▸ EXERCISE AIM:
Copy each line of the data below with the word "Affero".

▸ Stored data entries:
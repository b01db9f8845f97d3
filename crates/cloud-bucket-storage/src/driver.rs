// Cloud Bucket - uniform object storage access
// Copyright (C) 2025 Cloud Bucket Contributors
//
// This program is free software: you can redistribute it and/or modify
// it under the terms of the GNU Affero General Public License as published
// by the Free Software Foundation, either version 3 of the License, or
// (at your option) any later version.
//
// This program is distributed in the hope that it will be useful,
// but WITHOUT ANY WARRANTY; without even the implied warranty of
// MERCHANTABILITY or FITNESS FOR A PARTICULAR PURPOSE. See the
// GNU Affero General Public License for more details.

//! Backend driver contract
//!
//! A [`Driver`] owns the vendor client for exactly one bucket and exposes the
//! primitive operations the [`Bucket`](crate::Bucket) façade composes. Drivers
//! deal in their backend-native object type; the façade converts those into
//! [`BucketFile`](crate::BucketFile)s through [`Driver::to_canonical_file`].
//!
//! # Implementation Guide
//!
//! When implementing `Driver`:
//!
//! 1. Use `#[async_trait]` on the impl block
//! 2. Report a clean not-found as `Ok(None)` / `Ok(false)`, never as an error
//! 3. Attach the vendor error as the source of [`StorageError::Backend`](crate::StorageError::Backend)
//! 4. Normalize an empty prefix list with [`normalize_dirs`](crate::types::normalize_dirs)
//! 5. Do not retry; callers decide

use crate::error::StorageResult;
use crate::stream::{ObjectReader, ObjectWriter};
use crate::types::{BackendType, BucketRef, FileInfo, ListQuery, RawListing};
use async_trait::async_trait;
use bytes::Bytes;
use std::fmt::Debug;
use std::path::Path;

/// Primitive operations of one backend bucket
#[async_trait]
pub trait Driver: Send + Sync + Debug {
    /// Backend-native object record
    type Object: Send + Sync + Debug + 'static;

    /// Backend identity tag
    fn backend(&self) -> BackendType;

    /// Name of the bucket this driver is bound to
    fn bucket_name(&self) -> &str;

    /// Backend tag and bucket name
    fn identify(&self) -> (BackendType, &str) {
        (self.backend(), self.bucket_name())
    }

    /// Convert a native object into the backend-neutral view
    fn to_canonical_file(&self, object: &Self::Object) -> FileInfo;

    /// Path of a native object within the bucket
    fn remote_path<'a>(&self, object: &'a Self::Object) -> &'a str;

    /// Whether an object exists at `path`
    async fn exists(&self, path: &str) -> StorageResult<bool>;

    /// Metadata of the object at `path`, `None` when absent
    async fn fetch_metadata(&self, path: &str) -> StorageResult<Option<Self::Object>>;

    /// One page of objects, without glob filtering
    async fn list_raw(&self, query: &ListQuery) -> StorageResult<RawListing<Self::Object>>;

    /// Full content of a text object
    async fn fetch_content_as_text(&self, path: &str) -> StorageResult<String>;

    /// Write the object's content to `local_path`; the parent directory exists
    async fn download_to_local_file(
        &self,
        object: &Self::Object,
        local_path: &Path,
    ) -> StorageResult<()>;

    /// Upload a local file and return the stored object
    async fn upload_local_file(
        &self,
        local_path: &Path,
        remote_path: &str,
        content_type: Option<&str>,
    ) -> StorageResult<Self::Object>;

    /// Store `content` at `path`
    async fn upload_content(
        &self,
        path: &str,
        content: Bytes,
        content_type: Option<&str>,
    ) -> StorageResult<()>;

    /// Server-side copy to `dest_path` in `dest_bucket`, which must share this backend
    async fn copy_within_backend(
        &self,
        object: &Self::Object,
        dest_bucket: &BucketRef,
        dest_path: &str,
    ) -> StorageResult<()>;

    /// Delete the object at `path`; `false` when it was already absent
    async fn delete_object(&self, path: &str) -> StorageResult<bool>;

    /// Stream the object's content
    async fn open_read_stream(&self, path: &str) -> StorageResult<ObjectReader>;

    /// Open a two-phase write stream into `path`
    async fn open_write_stream(
        &self,
        path: &str,
        content_type: Option<&str>,
    ) -> StorageResult<ObjectWriter>;
}
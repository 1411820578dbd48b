use chrono::NaiveDateTime;
use rocket::serde::{Deserialize, Serialize};

use crate::leaderboard::LeaderboardItem;

pub type GameScore = i64;

/// Format of `created_at`: ISO-8601 on the server's local clock, without an offset.
pub const CREATED_AT_FORMAT: &str = "%Y-%m-%dT%H:%M:%S%.6f";

/// A score as submitted by a player.
#[derive(Clone, Serialize, Deserialize, PartialEq, Debug)]
#[serde(crate = "rocket::serde")]
pub struct ScoreSubmission {
    pub player_name: String,
    pub score: GameScore,
    pub difficulty: String,
    pub time_taken: i64,
}

impl ScoreSubmission {
    #[cfg(test)]
    pub fn new(
        player_name: impl Into<String>,
        score: GameScore,
        difficulty: impl Into<String>,
        time_taken: i64,
    ) -> Self {
        Self {
            player_name: player_name.into(),
            score,
            difficulty: difficulty.into(),
            time_taken,
        }
    }

    pub fn stamp(self, created_at: NaiveDateTime) -> ScoreRecord {
        ScoreRecord {
            player_name: self.player_name,
            score: self.score,
            difficulty: self.difficulty,
            time_taken: self.time_taken,
            created_at: created_at.format(CREATED_AT_FORMAT).to_string(),
        }
    }
}

/// A submission stamped with its creation time, ready to be written.
#[derive(Clone, Serialize, Deserialize, PartialEq, Debug)]
#[serde(crate = "rocket::serde")]
pub struct ScoreRecord {
    pub player_name: String,
    pub score: GameScore,
    pub difficulty: String,
    pub time_taken: i64,
    pub created_at: String,
}

/// The public projection of a record, as listed on the leaderboard.
#[derive(Clone, Serialize, Deserialize, PartialEq, Debug)]
#[serde(crate = "rocket::serde")]
pub struct ScoreEntry {
    pub player_name: String,
    pub score: GameScore,
    pub difficulty: String,
    pub time_taken: i64,
}

impl From<ScoreSubmission> for ScoreEntry {
    fn from(submission: ScoreSubmission) -> Self {
        Self {
            player_name: submission.player_name,
            score: submission.score,
            difficulty: submission.difficulty,
            time_taken: submission.time_taken,
        }
    }
}

impl LeaderboardItem for ScoreEntry {
    fn score(&self) -> GameScore {
        self.score
    }
}

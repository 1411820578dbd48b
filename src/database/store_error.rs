#[derive(Debug)]
pub enum StoreError {
    Sql(sqlx::Error),
    Http(reqwest::Error),
    /// The store answered with something that is not the JSON it should have sent.
    Decode(rocket::serde::json::serde_json::Error),
    /// The store answered, but refused the request.
    Rejected { status: u16, message: String },
}

impl std::error::Error for StoreError {
    fn source(&self) -> Option<&(dyn std::error::Error + 'static)> {
        match self {
            Self::Sql(error) => Some(error),
            Self::Http(error) => Some(error),
            Self::Decode(error) => Some(error),
            Self::Rejected { .. } => None,
        }
    }
}

impl std::fmt::Display for StoreError {
    fn fmt(&self, f: &mut std::fmt::Formatter<'_>) -> std::fmt::Result {
        match self {
            Self::Sql(error) => write!(f, "{}", error),
            Self::Http(error) => write!(f, "{}", error),
            Self::Decode(error) => write!(f, "unreadable response from score store: {}", error),
            Self::Rejected { status, message } => {
                write!(f, "{} (status {})", message, status)
            }
        }
    }
}

impl From<sqlx::Error> for StoreError {
    fn from(error: sqlx::Error) -> Self {
        Self::Sql(error)
    }
}

impl From<reqwest::Error> for StoreError {
    fn from(error: reqwest::Error) -> Self {
        Self::Http(error)
    }
}

impl From<rocket::serde::json::serde_json::Error> for StoreError {
    fn from(error: rocket::serde::json::serde_json::Error) -> Self {
        Self::Decode(error)
    }
}

pub type StoreResult<T> = std::result::Result<T, StoreError>;
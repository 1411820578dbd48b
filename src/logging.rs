use tracing_subscriber::EnvFilter;

/// Installs the global `tracing` subscriber. `RUST_LOG` overrides the default `info` level.
pub fn init() {
    let filter = EnvFilter::try_from_default_env().unwrap_or_else(|_| EnvFilter::new("info"));
    // Fails only if a subscriber is already installed
    let _ = tracing_subscriber::fmt().with_env_filter(filter).try_init();
}
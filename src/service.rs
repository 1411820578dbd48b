use std::sync::Arc;

use rocket::serde::json::Value;
use tracing::{debug, info};

use crate::database::{ScoreEntry, ScoreStore, ScoreSubmission, StoreError};
use crate::leaderboard::{Leaderboard, TOP_SCORES_LIMIT};

#[derive(Debug)]
pub enum ServiceError {
    /// No connection to the score store was established at startup.
    Unavailable,
    Upstream(StoreError),
}

impl std::error::Error for ServiceError {
    fn source(&self) -> Option<&(dyn std::error::Error + 'static)> {
        match self {
            Self::Unavailable => None,
            Self::Upstream(error) => Some(error),
        }
    }
}

impl std::fmt::Display for ServiceError {
    fn fmt(&self, f: &mut std::fmt::Formatter<'_>) -> std::fmt::Result {
        match self {
            Self::Unavailable => write!(f, "score store connection is not configured"),
            Self::Upstream(error) => write!(f, "{}", error),
        }
    }
}

impl From<StoreError> for ServiceError {
    fn from(error: StoreError) -> Self {
        Self::Upstream(error)
    }
}

pub type ServiceResult<T> = std::result::Result<T, ServiceError>;

/// Reads and writes score records through an injected [`ScoreStore`].
pub struct ScoreService {
    store: Option<Arc<dyn ScoreStore>>,
}

impl ScoreService {
    pub fn new(store: Arc<dyn ScoreStore>) -> Self {
        Self { store: Some(store) }
    }

    /// A service without a store: every operation fails with [`ServiceError::Unavailable`].
    pub fn unavailable() -> Self {
        Self { store: None }
    }

    fn store(&self) -> ServiceResult<&dyn ScoreStore> {
        self.store.as_deref().ok_or(ServiceError::Unavailable)
    }

    pub async fn list_top_scores(&self) -> ServiceResult<Leaderboard<ScoreEntry>> {
        let entries = self.store()?.top_scores(TOP_SCORES_LIMIT).await?;
        let leaderboard = Leaderboard::ranked(entries, TOP_SCORES_LIMIT);
        debug!("fetched {} top scores", leaderboard.len());
        Ok(leaderboard)
    }

    /// Stamps the submission with the server's local time and writes it.
    /// Every call creates a new record, even for identical submissions.
    /// Returns the store's answer unchanged.
    pub async fn save_score(&self, submission: ScoreSubmission) -> ServiceResult<Value> {
        let store = self.store()?;
        let record = submission.stamp(chrono::Local::now().naive_local());
        let stored = store.insert_score(&record).await?;
        info!(
            "saved score {} for player {:?} ({})",
            record.score, record.player_name, record.difficulty
        );
        Ok(stored)
    }
}
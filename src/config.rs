use std::path::PathBuf;

pub const STORE_URL_VAR: &str = "SUPABASE_URL";
pub const STORE_KEY_VAR: &str = "SUPABASE_KEY";
pub const SCORES_TABLE_VAR: &str = "SCORES_TABLE";
pub const INDEX_TEMPLATE_VAR: &str = "INDEX_TEMPLATE";

pub const DEFAULT_SCORES_TABLE: &str = "amen_mh_score";

/// Process settings, read once at launch.
#[derive(Clone, Debug, Default, PartialEq)]
pub struct Config {
    pub store_url: Option<String>,
    pub store_key: Option<String>,
    pub scores_table: Option<String>,
    pub index_template: Option<PathBuf>,
}

/// Everything needed to open a connection to the score store.
#[derive(Clone, Debug, PartialEq)]
pub struct StoreSettings {
    pub url: String,
    pub key: Option<String>,
    pub table: String,
}

#[derive(Debug, PartialEq)]
pub enum ConfigError {
    Missing { variables: Vec<&'static str> },
    InvalidTable { table: String },
}

impl std::error::Error for ConfigError {}

impl std::fmt::Display for ConfigError {
    fn fmt(&self, f: &mut std::fmt::Formatter<'_>) -> std::fmt::Result {
        match self {
            Self::Missing { variables } => write!(
                f,
                "missing store configuration: {} not set",
                variables.join(", ")
            ),
            Self::InvalidTable { table } => {
                write!(f, "invalid scores table name: {:?}", table)
            }
        }
    }
}

impl Config {
    /// Loads `.env` (if any) and reads the settings from the environment.
    pub fn from_env() -> Self {
        dotenv::dotenv().ok();
        Self::from_lookup(|name| dotenv::var(name).ok())
    }

    pub fn from_lookup(lookup: impl Fn(&str) -> Option<String>) -> Self {
        // Empty values are treated the same as unset ones
        let read = |name: &str| lookup(name).filter(|value| !value.trim().is_empty());
        Self {
            store_url: read(STORE_URL_VAR),
            store_key: read(STORE_KEY_VAR),
            scores_table: read(SCORES_TABLE_VAR),
            index_template: read(INDEX_TEMPLATE_VAR).map(PathBuf::from),
        }
    }

    /// Validates the store settings.
    /// The access key is only required when the store is reached over http(s).
    pub fn store_settings(&self) -> Result<StoreSettings, ConfigError> {
        let mut missing = Vec::new();
        match &self.store_url {
            None => {
                missing.push(STORE_URL_VAR);
                if self.store_key.is_none() {
                    missing.push(STORE_KEY_VAR);
                }
            }
            Some(url) if is_http_url(url) && self.store_key.is_none() => {
                missing.push(STORE_KEY_VAR)
            }
            Some(_) => (),
        }
        if !missing.is_empty() {
            return Err(ConfigError::Missing { variables: missing });
        }

        let table = self
            .scores_table
            .clone()
            .unwrap_or_else(|| DEFAULT_SCORES_TABLE.to_owned());
        if !is_valid_table_name(&table) {
            return Err(ConfigError::InvalidTable { table });
        }

        Ok(StoreSettings {
            url: self.store_url.clone().unwrap_or_default(),
            key: self.store_key.clone(),
            table,
        })
    }
}

pub fn is_http_url(url: &str) -> bool {
    let url = url.to_ascii_lowercase();
    url.starts_with("http://") || url.starts_with("https://")
}

fn is_valid_table_name(table: &str) -> bool {
    let mut chars = table.chars();
    match chars.next() {
        Some(first) if first.is_ascii_alphabetic() || first == '_' => {
            chars.all(|c| c.is_ascii_alphanumeric() || c == '_')
        }
        _ => false,
    }
}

▸ EXERCISE ANSWER:
// it under the terms of the GNU Affero General Public License as published
// GNU Affero General Public License for more details.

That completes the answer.